Before you will spend the next 10 to 20 minutes reading about eBPF, let me say a few words to start this blog. This is my first blog post and it originates from a paper I had to write for class in Uni a couple of months ago.

I really enjoyed learning about eBPF and thought it’s a good topic to start my own blog, with the goal of posting here once in a while about tech stuff I have been working or playing with. If you find things that are wrong and need to be corrected, or just want to contact me for other reasons, feel free to reach out through any forms of contact mentioned on this website.

That’s all I have to say really, so lets get into the cool stuff.

The extended Berkeley Packet Filter (eBPF) provides a way of accessing in-kernel data structures and functions, which enables processing data directly in the kernel without copying it to user-space.

In this post, we will talk about eBPF. Starting with its predecessor called BPF, initially described by McCanne and Jacobson, I will also explain eBPFs architecture and cover how security risks introduced by the concept of executing user-space code in kernel-space are mitigated.

Why do we need eBPF?

Lots of programs, e.g. network monitors, run as user-level processes. In order to analyze data that passes only through the kernel, they have to copy that data into user-space memory and perform context switches. That results in a significant performance overhead compared to analyzing that data directly inside the kernel.
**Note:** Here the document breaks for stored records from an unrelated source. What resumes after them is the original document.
//! Clustering strategies over corpus types.
//!
//! Three structurally different algorithms sit behind one closed variant,
//! [`ClusterStrategy`], and all return a [`ClusterResult`] that knows how to
//! render both module outputs:
//!
//! | strategy | text output | structured output |
//! |----------|-------------|-------------------|
//! | `KM` flat k-medoids | DOT, one subgraph per cluster | array of cluster records |
//! | `HAC` hierarchical | DOT of the merge tree | `null` |
//! | `NJ` neighbor joining | Newick tree | `null` |

pub mod distance;
pub mod flat;
pub mod hierarchical;
pub mod neighbor_join;
pub mod render;

pub use flat::{ClusterRecord, FlatCluster, FlatClusterer, TypeRef};
pub use hierarchical::{HierarchicalCluster, HierarchicalClusterer};
pub use neighbor_join::NeighborJoining;

use crate::corpus::Type;
use std::fmt;
use std::str::FromStr;
use thiserror::Error;

/// Number of flat clusters requested by the `KM` strategy.
pub const DEFAULT_CLUSTER_COUNT: usize = 3;

/// Iteration budget of the `KM` strategy.
pub const DEFAULT_ITERATIONS: usize = 10;

/// Configuration-level choice of algorithm.
#[derive(Debug, Clone, Copy, PartialEq, Eq, Default)]
pub enum ClusteringType {
    /// `NJ`
    NeighborJoining,
    /// `KM`
    #[default]
    KMedoids,
    /// `HAC`
    Hierarchical,
}

impl ClusteringType {
    pub fn code(&self) -> &'static str {
        match self {
            ClusteringType::NeighborJoining => "NJ",
            ClusteringType::KMedoids => "KM",
            ClusteringType::Hierarchical => "HAC",
        }
    }

    /// Parse a property value. Missing or unrecognized values fall back to
    /// `KM`; the flag reports whether the value was recognized.
    pub fn from_property(value: Option<&str>) -> (Self, bool) {
        match value.map(str::parse::<ClusteringType>) {
            Some(Ok(t)) => (t, true),
            Some(Err(_)) => (ClusteringType::default(), false),
            None => (ClusteringType::default(), true),
        }
    }
}

impl fmt::Display for ClusteringType {
    fn fmt(&self, f: &mut fmt::Formatter<'_>) -> fmt::Result {
        f.write_str(self.code())
    }
}

#[derive(Error, Debug, Clone, PartialEq, Eq)]
#[error("unknown clustering type '{0}' (expected NJ, KM or HAC)")]
pub struct UnknownClusteringType(pub String);

impl FromStr for ClusteringType {
    type Err = UnknownClusteringType;

    fn from_str(s: &str) -> Result<Self, Self::Err> {
        match s.trim() {
            "NJ" => Ok(ClusteringType::NeighborJoining),
            "KM" => Ok(ClusteringType::KMedoids),
            "HAC" => Ok(ClusteringType::Hierarchical),
            other => Err(UnknownClusteringType(other.to_string())),
        }
    }
}

#[derive(Error, Debug, Clone, PartialEq, Eq)]
pub enum ClusterError {
    #[error("{algorithm} post-condition violated: {message}")]
    ContractViolation {
        algorithm: &'static str,
        message: String,
    },
}

/// A runnable clustering strategy.
#[derive(Debug, Clone, Copy, PartialEq, Eq)]
pub enum ClusterStrategy {
    FlatCluster { k: usize, iterations: usize },
    Hierarchical,
    NeighborJoined,
}

impl ClusterStrategy {
    pub fn for_type(clustering_type: ClusteringType) -> Self {
        match clustering_type {
            ClusteringType::KMedoids => ClusterStrategy::FlatCluster {
                k: DEFAULT_CLUSTER_COUNT,
                iterations: DEFAULT_ITERATIONS,
            },
            ClusteringType::Hierarchical => ClusterStrategy::Hierarchical,
            ClusteringType::NeighborJoining => ClusterStrategy::NeighborJoined,
        }
    }

    pub fn name(&self) -> &'static str {
        match self {
            ClusterStrategy::FlatCluster { .. } => "flat k-medoids clustering",
            ClusterStrategy::Hierarchical => "hierarchical agglomerative clustering",
            ClusterStrategy::NeighborJoined => "neighbor joining",
        }
    }

    /// Cluster `types`, labelling graph exports with `graph_name`.
    pub fn cluster(&self, types: &[Type], graph_name: &str) -> Result<ClusterResult, ClusterError> {
        match *self {
            ClusterStrategy::FlatCluster { k, iterations } => {
                let mut clusterer = FlatClusterer::new(types);
                let clusters = clusterer.analyse(k, iterations);
                for cluster in &clusters {
                    tracing::debug!(
                        "Flat cluster medoid '{}' with {} member(s)",
                        cluster.medoid.label,
                        cluster.members.len()
                    );
                }
                Ok(ClusterResult::Flat {
                    dot: clusterer.to_dot(graph_name),
                    clusters,
                })
            }
            ClusterStrategy::Hierarchical => {
                tracing::info!("Hierarchical clustering of {} types", types.len());
                let mut clusterer = HierarchicalClusterer::new(types);
                clusterer.analyze();
                if clusterer.clusters().len() != 1 {
                    return Err(ClusterError::ContractViolation {
                        algorithm: self.name(),
                        message: format!(
                            "expected exactly 1 root cluster, got {} (from {} types)",
                            clusterer.clusters().len(),
                            types.len()
                        ),
                    });
                }
                let dot = clusterer.to_dot(graph_name);
                let root = clusterer.into_clusters().remove(0);
                Ok(ClusterResult::Hierarchical { root, dot })
            }
            ClusterStrategy::NeighborJoined => {
                tracing::info!("Neighbor joining of {} types", types.len());
                let mut nj = NeighborJoining::new(types);
                nj.start();
                Ok(ClusterResult::NeighborJoined {
                    tree: nj.tree().to_string(),
                })
            }
        }
    }
}

/// Output of any strategy, carrying what both module outputs need.
#[derive(Debug, Clone)]
pub enum ClusterResult {
    Flat {
        clusters: Vec<FlatCluster>,
        dot: String,
    },
    Hierarchical {
        root: HierarchicalCluster,
        dot: String,
    },
    NeighborJoined {
        tree: String,
    },
}

impl ClusterResult {
    /// Text output: DOT document or Newick tree.
    pub fn text(&self) -> &str {
        match self {
            ClusterResult::Flat { dot, .. } | ClusterResult::Hierarchical { dot, .. } => dot,
            ClusterResult::NeighborJoined { tree } => tree,
        }
    }

    /// Structured output: cluster records for flat results, `null` otherwise.
    ///
    /// `null` means the text output is the only authoritative result.
    pub fn json(&self) -> serde_json::Value {
        match self {
            ClusterResult::Flat { clusters, .. } => serde_json::Value::Array(
                clusters
                    .iter()
                    .map(|c| {
                        let record = c.record();
                        serde_json::json!({
                            "medoid": { "id": record.medoid.id, "label": record.medoid.label },
                            "members": record
                                .members
                                .iter()
                                .map(|m| serde_json::json!({ "id": m.id, "label": m.label }))
                                .collect::<Vec<_>>(),
                        })
                    })
                    .collect(),
            ),
            ClusterResult::Hierarchical { .. } | ClusterResult::NeighborJoined { .. } => {
                serde_json::Value::Null
            }
        }
    }

    pub fn cluster_count(&self) -> usize {
        match self {
            ClusterResult::Flat { clusters, .. } => clusters.len(),
            ClusterResult::Hierarchical { .. } => 1,
            ClusterResult::NeighborJoined { .. } => 0,
        }
    }
}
Additionally, network speeds and traffic volumes have increased exponentially in recent years. Certain applications have to handle huge amounts of data. For example, the video-streaming service Netflix is accountable for about 15% of the global downstream volume.
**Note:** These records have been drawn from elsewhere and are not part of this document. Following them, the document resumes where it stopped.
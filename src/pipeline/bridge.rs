//! Thread boundary between running modules and the orchestrator.
//!
//! Every module runs as an explicitly submitted task on its own thread and
//! reports back over one crossbeam completion channel. `PipelineHandle` is the
//! orchestrator's side of that channel: it observes events, cancels the
//! pipeline when a module fails and finally folds everything into a
//! `PipelineReport`.

use crate::pipeline::error::{ErrorKind, ModuleError, ModuleResult};
use crate::pipeline::id::ModuleId;
use crate::pipeline::pipe::CancelToken;
use chrono::{DateTime, Utc};
use crossbeam_channel::Receiver;
use serde::Serialize;
use std::thread::JoinHandle;

/// Messages sent from module threads to the orchestrator.
#[derive(Debug, Clone)]
pub enum PipelineEvent {
    /// A module's `process` started.
    ModuleStarted { module_id: ModuleId, module: String },

    /// A module finished and closed its outputs.
    ModuleFinished { module_id: ModuleId, module: String },

    /// A module failed; its outputs were left unclosed.
    ModuleFailed {
        module_id: ModuleId,
        module: String,
        kind: ErrorKind,
        message: String,
    },

    /// The thread running a module panicked.
    ModulePanicked {
        module_id: ModuleId,
        module: String,
        message: String,
    },

    /// A non-fatal condition worth surfacing.
    Warning {
        module_id: ModuleId,
        module: String,
        message: String,
    },
}

/// Final state of one module after a run.
#[derive(Debug, Clone, PartialEq, Serialize)]
#[serde(tag = "status", rename_all = "snake_case")]
pub enum ModuleOutcome {
    Succeeded,
    Failed { kind: ErrorKind, message: String },
    /// The thread running the module panicked.
    Panicked,
}

#[derive(Debug, Clone, Serialize)]
pub struct ModuleReport {
    pub id: u32,
    pub name: String,
    pub outcome: ModuleOutcome,
}

#[derive(Debug, Clone, Serialize)]
pub struct WarningRecord {
    pub module: String,
    pub message: String,
}

/// Summary of a whole pipeline run.
#[derive(Debug, Clone, Serialize)]
pub struct PipelineReport {
    pub started_at: DateTime<Utc>,
    pub finished_at: DateTime<Utc>,
    pub modules: Vec<ModuleReport>,
    pub warnings: Vec<WarningRecord>,
    /// Whether the pipeline was cancelled after a failure.
    pub cancelled: bool,
}

impl PipelineReport {
    pub fn is_success(&self) -> bool {
        self.modules
            .iter()
            .all(|m| m.outcome == ModuleOutcome::Succeeded)
    }

    pub fn module(&self, name: &str) -> Option<&ModuleReport> {
        self.modules.iter().find(|m| m.name == name)
    }

    /// Modules that did not succeed, in submission order.
    pub fn failures(&self) -> impl Iterator<Item = &ModuleReport> {
        self.modules
            .iter()
            .filter(|m| m.outcome != ModuleOutcome::Succeeded)
    }
}

/// A submitted module task.
pub(crate) struct ModuleTask {
    pub id: ModuleId,
    pub name: String,
    pub handle: JoinHandle<ModuleResult<()>>,
}

/// Orchestrator-side handle for a running pipeline.
pub struct PipelineHandle {
    events: Receiver<PipelineEvent>,
    tasks: Vec<ModuleTask>,
    cancel: CancelToken,
    cancel_on_failure: bool,
    started_at: DateTime<Utc>,
}

impl PipelineHandle {
    pub(crate) fn new(
        events: Receiver<PipelineEvent>,
        tasks: Vec<ModuleTask>,
        cancel: CancelToken,
        cancel_on_failure: bool,
        started_at: DateTime<Utc>,
    ) -> Self {
        Self {
            events,
            tasks,
            cancel,
            cancel_on_failure,
            started_at,
        }
    }

    /// Cancel every blocked read and write in the pipeline.
    pub fn cancel(&self) {
        tracing::info!("Cancelling pipeline");
        self.cancel.cancel();
    }

    /// Try to receive a single event without blocking.
    pub fn try_recv(&self) -> Option<PipelineEvent> {
        self.events.try_recv().ok()
    }

    /// Block until every module has finished, then collect the report.
    pub fn wait(self) -> PipelineReport {
        let mut warnings = Vec::new();
        let mut cancelled = false;

        // Each module thread owns a sender; the channel disconnects once all
        // of them have exited.
        for event in self.events.iter() {
            match event {
                PipelineEvent::ModuleStarted { module, .. } => {
                    tracing::debug!("Module '{}' started", module);
                }
                PipelineEvent::ModuleFinished { module, .. } => {
                    tracing::debug!("Module '{}' finished", module);
                }
                PipelineEvent::ModuleFailed {
                    module,
                    kind,
                    message,
                    ..
                } => {
                    tracing::error!("Module '{}' failed ({:?}): {}", module, kind, message);
                    if self.cancel_on_failure && !self.cancel.is_cancelled() {
                        self.cancel.cancel();
                        cancelled = true;
                    }
                }
                PipelineEvent::ModulePanicked {
                    module, message, ..
                } => {
                    tracing::error!("Module '{}' panicked: {}", module, message);
                    if self.cancel_on_failure && !self.cancel.is_cancelled() {
                        self.cancel.cancel();
                        cancelled = true;
                    }
                }
                PipelineEvent::Warning {
                    module, message, ..
                } => {
                    warnings.push(WarningRecord { module, message });
                }
            }
        }

        let modules = self
            .tasks
            .into_iter()
            .map(|task| {
                let outcome = match task.handle.join() {
                    Ok(Ok(())) => ModuleOutcome::Succeeded,
                    Ok(Err(e)) => failed(&e),
                    Err(_) => ModuleOutcome::Panicked,
                };
                ModuleReport {
                    id: task.id.0,
                    name: task.name,
                    outcome,
                }
            })
            .collect();

        PipelineReport {
            started_at: self.started_at,
            finished_at: Utc::now(),
            modules,
            warnings,
            cancelled,
        }
    }
}

fn failed(e: &ModuleError) -> ModuleOutcome {
    ModuleOutcome::Failed {
        kind: e.kind(),
        message: e.to_string(),
    }
}
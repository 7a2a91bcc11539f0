//! Built-in module implementations.

pub mod clustering;
pub mod file_reader;
pub mod file_writer;

pub use clustering::{ClusteringStage, SuffixTreeClusteringModule};
pub use file_reader::FileReaderModule;
pub use file_writer::FileWriterModule;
At some point, monitoring that much traffic only in user-space is no longer feasible and one solution is to use eBPF programs.

Besides performance benefits, eBPF programs offer safety and flexibility as it is possible to write and compile eBPF programs at run-time. By not doing any direct kernel programming (e.g. kernel modules), we avoid recompiling the kernel with every change. We also prevent resource lock-ups, potential memory corruption, entire system crashes and introducing security risks.

What is eBPF?

The eBPF is a full VM inside the kernel, that allows user-space programs to access a subset of kernel functions. One of the main advantages of eBPF is that you do not have to write kernel modules and there is no need to recompile the kernel for eBPF programs to take effect.
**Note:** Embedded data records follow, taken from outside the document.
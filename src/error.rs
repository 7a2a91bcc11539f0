//! Error handling for textpipe
//!
//! This module defines the crate-level error type and a Result alias used by
//! configuration loading and pipeline assembly. Errors raised inside a running
//! module are [`ModuleError`](crate::pipeline::ModuleError)s and are wrapped
//! here when they cross the orchestrator boundary.

use crate::pipeline::ModuleError;
use thiserror::Error;

/// Main error type for textpipe operations
#[derive(Error, Debug)]
pub enum TextPipeError {
    /// Errors related to loading or validating a pipeline description
    #[error("Configuration error: {0}")]
    Config(String),

    /// A module failed during assembly or processing
    #[error("Module error: {0}")]
    Module(#[from] ModuleError),

    /// IO errors
    #[error("IO error: {0}")]
    Io(#[from] std::io::Error),

    /// Serialization errors
    #[error("Serialization error: {0}")]
    Serialization(String),

    /// Generic errors with context
    #[error("{context}: {source}")]
    WithContext {
        context: String,
        #[source]
        source: Box<TextPipeError>,
    },
}

impl TextPipeError {
    /// Add context to an error
    pub fn with_context(self, context: impl Into<String>) -> Self {
        TextPipeError::WithContext {
            context: context.into(),
            source: Box::new(self),
        }
    }

    /// The innermost module error, if this error was caused by one.
    pub fn module_error(&self) -> Option<&ModuleError> {
        match self {
            TextPipeError::Module(e) => Some(e),
            TextPipeError::WithContext { source, .. } => source.module_error(),
            _ => None,
        }
    }
}

/// Result type alias for textpipe operations
pub type Result<T> = std::result::Result<T, TextPipeError>;

/// Extension trait for adding context to Results
pub trait ResultExt<T> {
    /// Add context to an error result
    fn context(self, context: impl Into<String>) -> Result<T>;

    /// Add context lazily to an error result
    fn with_context<F>(self, f: F) -> Result<T>
    where
        F: FnOnce() -> String;
}

impl<T> ResultExt<T> for Result<T> {
    fn context(self, context: impl Into<String>) -> Result<T> {
        self.map_err(|e| e.with_context(context))
    }

    fn with_context<F>(self, f: F) -> Result<T>
    where
        F: FnOnce() -> String,
    {
        self.map_err(|e| e.with_context(f()))
    }
}

impl<T> ResultExt<T> for std::result::Result<T, ModuleError> {
    fn context(self, context: impl Into<String>) -> Result<T> {
        self.map_err(|e| TextPipeError::Module(e).with_context(context))
    }

    fn with_context<F>(self, f: F) -> Result<T>
    where
        F: FnOnce() -> String,
    {
        self.map_err(|e| TextPipeError::Module(e).with_context(f()))
    }
}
Programs can live in user-space, load the eBPF part of the program into the kernel, then get processed and attached to the correct place by the eBPF VM. The user-space program can then read any results from the eBPF program it loaded via data structures (eBPF maps) that are readable in user-space.

The kernel functions that are accessible by eBPF are mostly used for tracing and filtering directly inside the kernel.

A bit of history

The BSD Packet Filter

BPF was introduced in 1992 in the paper The BSD Packet Filter: A New Architecture for User-level Packet Capture. At the time of writing, BPF was about two years old and running in the BSD Kernel. McCanne and Jacobson defined BPF to have two main components:

  1. The network tap that collects packets from the network driver and forwards them to listening filter applications.
  2. The packet filter, realized by an in-kernel VM that runs bytecode which will perform the filtering actions.

Overall, they describe BPF as a very well performing tool to monitor, capture, and filter networking packets. The paper continues with a comparison of BPF to other filtering mechanisms, which are shown to be outperformed by BPF.

McCanne and Jacobson also outline some of the design constraints for BPF. Two of them are important for its future development:

  1. “It must be protocol independent. The kernel should not have to be modified to add new protocol support.”
  2. “It must be general. The instruction set should be rich enough to handle unforeseen uses.”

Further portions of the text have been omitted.